== Work to be completed ==
From the material below, tally every line containing "Deserialize"; reply with the total only.

== Supplied entries ==
=== Section Start ===

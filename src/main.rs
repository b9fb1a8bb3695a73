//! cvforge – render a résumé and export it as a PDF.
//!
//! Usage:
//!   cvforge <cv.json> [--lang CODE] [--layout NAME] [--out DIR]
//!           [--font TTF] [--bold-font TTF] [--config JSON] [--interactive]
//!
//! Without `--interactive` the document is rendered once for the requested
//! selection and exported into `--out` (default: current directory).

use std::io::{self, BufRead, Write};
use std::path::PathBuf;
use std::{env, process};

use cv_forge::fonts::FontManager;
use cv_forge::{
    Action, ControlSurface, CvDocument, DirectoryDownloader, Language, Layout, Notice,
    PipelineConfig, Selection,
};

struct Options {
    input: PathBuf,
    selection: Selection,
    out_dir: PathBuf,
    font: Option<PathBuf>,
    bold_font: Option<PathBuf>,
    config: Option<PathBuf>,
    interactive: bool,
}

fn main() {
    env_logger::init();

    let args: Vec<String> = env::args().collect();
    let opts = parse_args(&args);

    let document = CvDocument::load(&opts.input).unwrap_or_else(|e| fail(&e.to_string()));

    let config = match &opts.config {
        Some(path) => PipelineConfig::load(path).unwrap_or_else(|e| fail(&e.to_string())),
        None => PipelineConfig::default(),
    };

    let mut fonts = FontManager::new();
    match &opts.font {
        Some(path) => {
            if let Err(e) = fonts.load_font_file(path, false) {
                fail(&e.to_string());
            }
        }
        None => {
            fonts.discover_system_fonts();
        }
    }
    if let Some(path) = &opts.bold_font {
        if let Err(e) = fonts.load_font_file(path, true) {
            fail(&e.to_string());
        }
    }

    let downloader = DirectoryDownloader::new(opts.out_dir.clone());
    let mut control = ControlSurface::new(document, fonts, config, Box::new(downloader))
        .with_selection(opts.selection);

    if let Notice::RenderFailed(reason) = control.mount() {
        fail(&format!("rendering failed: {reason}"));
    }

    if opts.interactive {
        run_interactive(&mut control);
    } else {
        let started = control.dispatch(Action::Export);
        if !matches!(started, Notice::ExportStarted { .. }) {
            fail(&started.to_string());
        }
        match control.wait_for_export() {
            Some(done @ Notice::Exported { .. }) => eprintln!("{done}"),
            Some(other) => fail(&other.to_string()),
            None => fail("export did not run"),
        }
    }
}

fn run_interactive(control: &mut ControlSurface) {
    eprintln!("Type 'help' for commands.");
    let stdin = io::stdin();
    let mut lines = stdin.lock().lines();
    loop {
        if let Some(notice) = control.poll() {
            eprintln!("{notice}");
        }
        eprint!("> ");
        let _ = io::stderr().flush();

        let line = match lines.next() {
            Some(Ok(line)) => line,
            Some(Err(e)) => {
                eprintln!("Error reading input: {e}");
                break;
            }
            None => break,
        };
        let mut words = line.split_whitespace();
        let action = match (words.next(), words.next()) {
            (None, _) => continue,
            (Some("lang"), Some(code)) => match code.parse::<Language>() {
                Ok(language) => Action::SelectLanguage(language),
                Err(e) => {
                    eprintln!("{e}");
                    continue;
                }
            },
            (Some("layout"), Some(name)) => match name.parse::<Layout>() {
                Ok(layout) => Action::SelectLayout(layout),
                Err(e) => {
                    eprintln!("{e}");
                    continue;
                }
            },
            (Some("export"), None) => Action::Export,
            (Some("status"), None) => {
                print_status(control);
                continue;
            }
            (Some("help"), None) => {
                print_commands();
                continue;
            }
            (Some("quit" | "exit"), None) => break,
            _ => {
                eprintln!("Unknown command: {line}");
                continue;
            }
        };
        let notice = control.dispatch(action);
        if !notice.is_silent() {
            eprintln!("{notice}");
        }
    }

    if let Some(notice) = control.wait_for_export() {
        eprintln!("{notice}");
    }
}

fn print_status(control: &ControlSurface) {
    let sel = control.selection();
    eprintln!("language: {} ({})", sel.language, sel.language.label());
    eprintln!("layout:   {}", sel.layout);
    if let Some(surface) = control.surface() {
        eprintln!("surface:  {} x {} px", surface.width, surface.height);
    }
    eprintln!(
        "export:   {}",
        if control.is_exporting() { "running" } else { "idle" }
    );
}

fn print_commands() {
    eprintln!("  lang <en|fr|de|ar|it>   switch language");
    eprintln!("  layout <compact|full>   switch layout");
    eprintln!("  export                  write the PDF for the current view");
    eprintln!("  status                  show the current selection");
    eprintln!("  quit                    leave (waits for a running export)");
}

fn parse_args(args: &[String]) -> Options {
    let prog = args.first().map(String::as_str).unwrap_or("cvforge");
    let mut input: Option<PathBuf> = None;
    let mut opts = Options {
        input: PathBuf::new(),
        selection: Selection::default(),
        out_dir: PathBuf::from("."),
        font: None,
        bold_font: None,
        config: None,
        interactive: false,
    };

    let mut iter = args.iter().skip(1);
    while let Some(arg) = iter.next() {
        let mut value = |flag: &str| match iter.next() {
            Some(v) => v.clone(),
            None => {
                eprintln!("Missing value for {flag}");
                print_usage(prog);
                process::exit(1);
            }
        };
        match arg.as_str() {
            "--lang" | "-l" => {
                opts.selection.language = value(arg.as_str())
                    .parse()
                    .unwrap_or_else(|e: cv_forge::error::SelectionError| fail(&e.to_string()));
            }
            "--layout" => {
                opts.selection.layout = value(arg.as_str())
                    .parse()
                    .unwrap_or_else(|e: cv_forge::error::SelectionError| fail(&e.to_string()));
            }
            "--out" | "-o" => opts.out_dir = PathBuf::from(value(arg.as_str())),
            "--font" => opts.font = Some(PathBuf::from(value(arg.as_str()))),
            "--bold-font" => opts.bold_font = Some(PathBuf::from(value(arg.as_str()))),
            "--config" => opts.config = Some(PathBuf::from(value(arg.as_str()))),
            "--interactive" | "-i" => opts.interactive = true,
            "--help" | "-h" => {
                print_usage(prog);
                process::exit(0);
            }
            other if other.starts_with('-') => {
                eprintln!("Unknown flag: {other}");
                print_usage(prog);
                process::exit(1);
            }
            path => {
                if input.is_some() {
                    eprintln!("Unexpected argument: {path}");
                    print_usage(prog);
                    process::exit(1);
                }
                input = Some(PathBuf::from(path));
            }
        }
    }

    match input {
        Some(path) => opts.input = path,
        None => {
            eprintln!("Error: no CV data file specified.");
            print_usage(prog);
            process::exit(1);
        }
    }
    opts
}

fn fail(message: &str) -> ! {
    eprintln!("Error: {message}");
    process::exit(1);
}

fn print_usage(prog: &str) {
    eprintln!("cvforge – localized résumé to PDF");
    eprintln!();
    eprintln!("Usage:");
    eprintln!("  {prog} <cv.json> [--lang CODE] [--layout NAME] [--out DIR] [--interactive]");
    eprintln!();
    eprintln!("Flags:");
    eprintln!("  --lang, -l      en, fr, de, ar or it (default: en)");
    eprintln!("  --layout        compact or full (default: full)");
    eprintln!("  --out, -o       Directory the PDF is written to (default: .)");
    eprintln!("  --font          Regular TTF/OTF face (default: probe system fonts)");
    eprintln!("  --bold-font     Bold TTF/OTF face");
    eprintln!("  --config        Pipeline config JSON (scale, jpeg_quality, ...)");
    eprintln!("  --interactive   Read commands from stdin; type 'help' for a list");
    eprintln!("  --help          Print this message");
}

=== Section End ===
=== Section Start ===

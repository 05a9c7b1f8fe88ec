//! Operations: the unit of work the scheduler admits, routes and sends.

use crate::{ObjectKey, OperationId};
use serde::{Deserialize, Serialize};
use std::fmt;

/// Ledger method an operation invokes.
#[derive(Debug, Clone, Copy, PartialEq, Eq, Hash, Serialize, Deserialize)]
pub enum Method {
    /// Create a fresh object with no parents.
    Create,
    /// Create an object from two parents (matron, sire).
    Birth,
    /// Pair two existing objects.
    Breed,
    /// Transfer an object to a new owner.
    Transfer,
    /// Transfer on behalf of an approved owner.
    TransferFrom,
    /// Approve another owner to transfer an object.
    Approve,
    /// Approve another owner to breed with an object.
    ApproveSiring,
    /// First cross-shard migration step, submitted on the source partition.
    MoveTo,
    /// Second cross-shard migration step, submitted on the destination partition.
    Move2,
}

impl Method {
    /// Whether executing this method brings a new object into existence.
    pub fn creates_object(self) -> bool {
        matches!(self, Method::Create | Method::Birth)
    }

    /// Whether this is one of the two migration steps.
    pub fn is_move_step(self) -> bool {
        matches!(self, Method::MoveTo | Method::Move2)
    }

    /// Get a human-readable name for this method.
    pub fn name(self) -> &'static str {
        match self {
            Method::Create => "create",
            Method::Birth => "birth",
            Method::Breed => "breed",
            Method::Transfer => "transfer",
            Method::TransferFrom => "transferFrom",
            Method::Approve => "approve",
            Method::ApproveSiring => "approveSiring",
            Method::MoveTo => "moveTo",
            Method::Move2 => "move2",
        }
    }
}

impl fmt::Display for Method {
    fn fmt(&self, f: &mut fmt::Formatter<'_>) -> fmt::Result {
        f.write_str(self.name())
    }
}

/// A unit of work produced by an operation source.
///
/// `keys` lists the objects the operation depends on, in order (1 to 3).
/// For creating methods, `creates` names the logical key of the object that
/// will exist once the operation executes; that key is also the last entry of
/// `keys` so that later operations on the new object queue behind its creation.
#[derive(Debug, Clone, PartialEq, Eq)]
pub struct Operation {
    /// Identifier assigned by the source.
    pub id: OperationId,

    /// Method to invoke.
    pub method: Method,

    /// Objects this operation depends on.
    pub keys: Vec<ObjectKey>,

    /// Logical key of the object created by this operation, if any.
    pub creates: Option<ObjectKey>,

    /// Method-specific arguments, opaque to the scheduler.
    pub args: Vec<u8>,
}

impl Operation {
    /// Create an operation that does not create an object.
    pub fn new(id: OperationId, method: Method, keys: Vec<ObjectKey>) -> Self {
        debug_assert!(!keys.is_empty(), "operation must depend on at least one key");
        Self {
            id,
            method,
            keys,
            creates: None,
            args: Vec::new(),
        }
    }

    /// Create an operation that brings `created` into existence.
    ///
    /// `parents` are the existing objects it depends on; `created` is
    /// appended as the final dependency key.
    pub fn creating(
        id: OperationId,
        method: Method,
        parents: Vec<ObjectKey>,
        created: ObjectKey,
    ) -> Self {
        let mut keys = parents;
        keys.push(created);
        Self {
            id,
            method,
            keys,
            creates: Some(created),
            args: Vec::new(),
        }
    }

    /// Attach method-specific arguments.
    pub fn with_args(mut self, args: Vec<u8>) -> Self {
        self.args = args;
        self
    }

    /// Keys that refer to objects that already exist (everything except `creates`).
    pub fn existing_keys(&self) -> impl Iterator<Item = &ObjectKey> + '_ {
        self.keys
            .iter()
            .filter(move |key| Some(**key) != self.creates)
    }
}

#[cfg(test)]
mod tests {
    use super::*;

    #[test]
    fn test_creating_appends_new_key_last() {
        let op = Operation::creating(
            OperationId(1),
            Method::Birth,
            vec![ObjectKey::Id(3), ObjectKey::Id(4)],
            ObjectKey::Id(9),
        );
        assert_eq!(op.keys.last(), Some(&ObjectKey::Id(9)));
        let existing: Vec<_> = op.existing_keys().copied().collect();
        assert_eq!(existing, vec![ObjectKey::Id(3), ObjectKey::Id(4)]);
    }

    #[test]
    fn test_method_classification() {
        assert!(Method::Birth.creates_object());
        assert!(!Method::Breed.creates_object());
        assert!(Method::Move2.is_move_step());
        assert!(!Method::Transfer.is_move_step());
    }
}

=== Section End ===

== Problem solution ==
2